Beyond the Classroom: Yoga Calm in Juvenile Detention Centers & Other Settings

by | Mar 16, 2018 | Trauma, Yoga Calm

Through the years, we have been blessed to work with so many amazing teachers, counselors, social workers, therapists, and other helping professionals who dedicate themselves to helping children and families thrive in an ever more challenging world.

Kathy FlaminioOne of those is Kathy Flaminio, who we first met 10 years ago when she and a colleague were looking into how yoga was being integrated into school systems. Today, she’s our National Director of Training Development who has brought Yoga Calm into roughly 500 schools in 17 districts.

She’s also been a key figure in taking Yoga Calm beyond the classroom to youth in other institutional settings, such as hospitals and mental health facilities. Among the current projects she and her team are working on?

  • Expansion into an additional hospital, providing direct instruction on adolescent, adult, and geriatric mental health units.
  • Partnerships with new school districts, including district-wide training and implementation of Moving and Learning Residencies.
  • Bringing Residencies into early education and ECSE environments, integrating Yoga Calm into pre-K, Head Start, and preschool/daycare settings.
  • Development of two new products to be used as tools to support this work in both therapeutic and educational settings.

If you’ve taken one of our courses in the Minneapolis/St. Paul area, you’ve likely met Kathy and have seen firsthand the passion that drives her work and fuels her expertise.

“The body is the access point to my work,” she says. “Nervous system regulation is the foundation, for when the body is regulated, heart rate lowered and the mind brought to the present moment, the brain is at its optimal learning state. This is where my work begins.”

This approach makes Yoga Calm an especially good fit for the sites of some of our our newest implementations: juvenile detention and probation programs in the Twin Cities area.

Trauma & the Power in Healing

Just this past January, Kathy and her team trained more than 60 staff members at the Dakota County Juvenile Detention Center, where the program is referred to not as “yoga” classes but “self-regulation” classes.

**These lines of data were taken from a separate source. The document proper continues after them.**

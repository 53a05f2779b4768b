//! In-flight bullet motion and collision resolution (§4.1 step 3 & step 8, §4.3).

use shared::bullet::{rocket_falloff_damage, rocket_falloff_knockback, BulletOwner, ROCKET_EXPLOSION_RADIUS, BULLET_KNOCKBACK_MAGNITUDE};
use shared::ids::{BotId, BulletId, MineId, PlayerId};
use shared::mine::MINE_TRIGGER_RADIUS;
use shared::protocol::ServerEvent;
use shared::ship::SHIP_COLLISION_RADIUS;
use shared::bullet::BULLET_HIT_MARGIN;
use shared::Vec2;

use super::bots;
use super::death;
use super::mines;
use super::Room;

pub(crate) fn advance(room: &mut Room) {
    let expired: Vec<BulletId> =
        room.bullets.iter_mut().filter(|(_, b)| b.step()).map(|(id, _)| *id).collect();
    for id in expired {
        room.bullets.remove(&id);
    }
}

pub(crate) fn resolve_collisions(room: &mut Room) {
    let bullet_ids: Vec<BulletId> = room.bullets.keys().copied().collect();

    for bullet_id in bullet_ids {
        let Some(bullet) = room.bullets.get(&bullet_id) else { continue };
        let position = bullet.position;
        let velocity = bullet.velocity;
        let owner = bullet.owner;
        let is_rocket = bullet.is_rocket;
        let damage = bullet.damage;

        if let Some(mine_id) = touching_mine(room, position) {
            room.bullets.remove(&bullet_id);
            if is_rocket {
                explode_rocket(room, owner, position);
            } else {
                mines::explode(room, mine_id, owner_as_player(owner));
            }
            continue;
        }

        if let Some(victim_id) = touching_ship(room, owner, position) {
            room.bullets.remove(&bullet_id);
            if is_rocket {
                explode_rocket(room, owner, position);
            } else {
                apply_direct_hit(room, owner, victim_id, velocity, damage);
            }
            continue;
        }

        if let Some(bot_id) = touching_bot(room, position) {
            room.bullets.remove(&bullet_id);
            apply_direct_hit_bot(room, owner, bot_id, damage);
        }
    }
}

fn touching_mine(room: &Room, position: Vec2) -> Option<MineId> {
    room.mines.iter().find(|(_, m)| m.position.distance(position) <= MINE_TRIGGER_RADIUS).map(|(id, _)| *id)
}

fn touching_ship(room: &Room, owner: BulletOwner, position: Vec2) -> Option<PlayerId> {
    room.ships
        .iter()
        .filter(|(id, s)| !s.is_dead() && !owner.is_player(*(*id)))
        .find(|(_, s)| s.position.distance(position) <= SHIP_COLLISION_RADIUS + BULLET_HIT_MARGIN)
        .map(|(id, _)| *id)
}

fn touching_bot(room: &Room, position: Vec2) -> Option<BotId> {
    room.bots
        .iter()
        .filter(|(_, b)| !b.is_dead())
        .find(|(_, b)| b.position.distance(position) <= SHIP_COLLISION_RADIUS + BULLET_HIT_MARGIN)
        .map(|(id, _)| *id)
}

fn apply_direct_hit_bot(room: &mut Room, owner: BulletOwner, bot_id: BotId, damage: f32) {
    let attacker = owner_as_player(owner);
    let bot_health_cap = room.settings.bot_health;
    let Some(bot) = room.bots.get_mut(&bot_id) else { return };
    let was_alive = !bot.is_dead();
    bot.apply_damage(damage, bot_health_cap);
    if was_alive && bot.is_dead() {
        bots::on_bot_killed(room, bot_id, attacker);
    }
}

fn owner_as_player(owner: BulletOwner) -> Option<PlayerId> {
    match owner {
        BulletOwner::Player(id) => Some(id),
        BulletOwner::Bot(_) => None,
    }
}

/// A standard bullet's direct hit: configured damage, knockback along the
/// bullet's direction of travel (§4.1 step 8).
fn apply_direct_hit(room: &mut Room, owner: BulletOwner, victim_id: PlayerId, bullet_velocity: Vec2, damage: f32) {
    let attacker = owner_as_player(owner);
    let speed = bullet_velocity.length();
    let (dvx, dvy) = if speed > 0.001 {
        (bullet_velocity.x / speed * BULLET_KNOCKBACK_MAGNITUDE, bullet_velocity.y / speed * BULLET_KNOCKBACK_MAGNITUDE)
    } else {
        (BULLET_KNOCKBACK_MAGNITUDE, 0.0)
    };
    let ship = room.ships.get_mut(&victim_id).expect("victim collected from live ships map");
    ship.apply_knockback(dvx, dvy);
    room.broadcast(ServerEvent::Knockback { user_id: victim_id.to_string(), vx: dvx, vy: dvy });

    let ship = room.ships.get_mut(&victim_id).expect("victim collected from live ships map");
    let was_alive = !ship.is_dead();
    ship.apply_damage(damage);
    room.broadcast(ServerEvent::HealthUpdate {
        user_id: victim_id.to_string(),
        health: ship.health,
        shield: Some(ship.shield),
        attacker_id: attacker.map(|a| a.to_string()),
    });

    if was_alive && room.ships[&victim_id].is_dead() {
        let credited = attacker.filter(|a| *a != victim_id);
        death::on_ship_death(room, victim_id, credited);
    }
}

/// A rocket's radial explosion: linear falloff damage and knockback over
/// `ROCKET_EXPLOSION_RADIUS`. Suicide (owner caught in its own blast) deals
/// damage but credits no kill (§4.1 step 8).
fn explode_rocket(room: &mut Room, owner: BulletOwner, epicentre: Vec2) {
    let attacker = owner_as_player(owner);

    let victims: Vec<PlayerId> = room
        .ships
        .iter()
        .filter(|(_, s)| !s.is_dead())
        .filter(|(_, s)| s.position.distance(epicentre) < ROCKET_EXPLOSION_RADIUS)
        .map(|(id, _)| *id)
        .collect();

    for victim_id in victims {
        let ship = room.ships.get_mut(&victim_id).expect("victim collected from live ships map");
        let distance = ship.position.distance(epicentre);
        let knockback = rocket_falloff_knockback(distance);
        if knockback > 0.0 {
            let (dvx, dvy) = if distance > 0.001 {
                ((ship.position.x - epicentre.x) / distance * knockback, (ship.position.y - epicentre.y) / distance * knockback)
            } else {
                (knockback, 0.0)
            };
            ship.apply_knockback(dvx, dvy);
            room.broadcast(ServerEvent::Knockback { user_id: victim_id.to_string(), vx: dvx, vy: dvy });
        }

        let ship = room.ships.get_mut(&victim_id).expect("victim collected from live ships map");
        let was_alive = !ship.is_dead();
        let damage = rocket_falloff_damage(distance);
        ship.apply_damage(damage);
        room.broadcast(ServerEvent::HealthUpdate {
            user_id: victim_id.to_string(),
            health: ship.health,
            shield: Some(ship.shield),
            attacker_id: attacker.map(|a| a.to_string()),
        });

        if was_alive && room.ships[&victim_id].is_dead() {
            let credited = attacker.filter(|a| *a != victim_id);
            death::on_ship_death(room, victim_id, credited);
        }
    }
}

We prepared staff for the implementation of these self-regulation groups by exploring the impact of trauma and how it’s held in the body. When looking through the lens of trauma, we get a deeper understanding of “behavior.” So, for instance, we defined the importance of understanding the “fight, flight, and freeze” mechanism and how this is expressed.

It was helpful for the staff to understand the mind/body connection and the scientific underpinnings of mindfulness and yoga based movement. It was important to understand that we were doing much more than “just yoga.”

We felt it was imperative that we included all staff in the first training, from program directors on down. When training is opt-in, a lot of people won’t attend because they don’t know what it is and how it can help both staff and the youth they’re working with.

Here, everyone knows what we’re doing, and this benefits the residents immensely. And now that they’re beginning to see the changes in the youth – wow! To see the power in healing from these practices is amazing.

Teaching as Loving Care & Kindness

The self-regulation classes use both mindfulness and movement, and they’re provided twice a week by instructors from 1000 Petals, Kathy’s wellness company. Along with the consistency and structure that come with practicing yoga-based movement, one of the most important things that the instructors bring with them is authenticity.

“We laugh with them,” Kathy explains. “We joke. And we’re real with them. The youth don’t want to be known just by their past behavior or how the system has labeled them. They just want to be loved.”

Teaching them – which includes sometimes simply listening – is one sign of love.

We don’t need to know why they’re there. We just need to be with them in the here and now. We need to be with the person who is in front of us. And when we approach them in this way, they can more readily learn how to apply what we’re doing in their everyday lives: ‘Where do you feel stressed?’ ‘How’s your sleep?’ ‘Do you want to improve your cardio and focus so you can do better on the basketball court?’

The idea is to identify their needs, not impose what we think they need.

That, too, is a sign of loving care and kindness.

So we’re constantly nudging them: When will you use this in your day? How does this apply or connect to your real life? And as they apply it, they not only see or think but completely experience the reality that you can change how you think and feel. That’s a new concept for most.

The youth in juvenile detention know firsthand how little control they have over the circumstances that surround them on a daily basis. We’re teaching them that the one thing they always can control is how they respond to a situation. Using breathing, mindfulness, and movement, we empower them to change how they feel in any given moment by pausing and checking in with their mind, body, and heart.

Individualizing in this way also helps when it comes to reinforcing the idea that the tools and skills they learn in class are things that they can put to work at home – or anywhere inside or outside the institutional setting. It’s not just stuff for “yoga time” but strategies and tools they can use anytime, anywhere they need to.

Bringing Families into the Picture (& Practice)

To take this even further, Kathy and her team are looking forward to introducing mindfulness and yoga-based movement to families by participating in family events in therapeutic settings and schools alike, as well as expanding their school programming across the upper Midwest.

When whole families understand and practice the skills their children have been learning, all benefit.

“As we say,” notes Kathy, “the real yoga begins when we take it off the mat and into our lives.”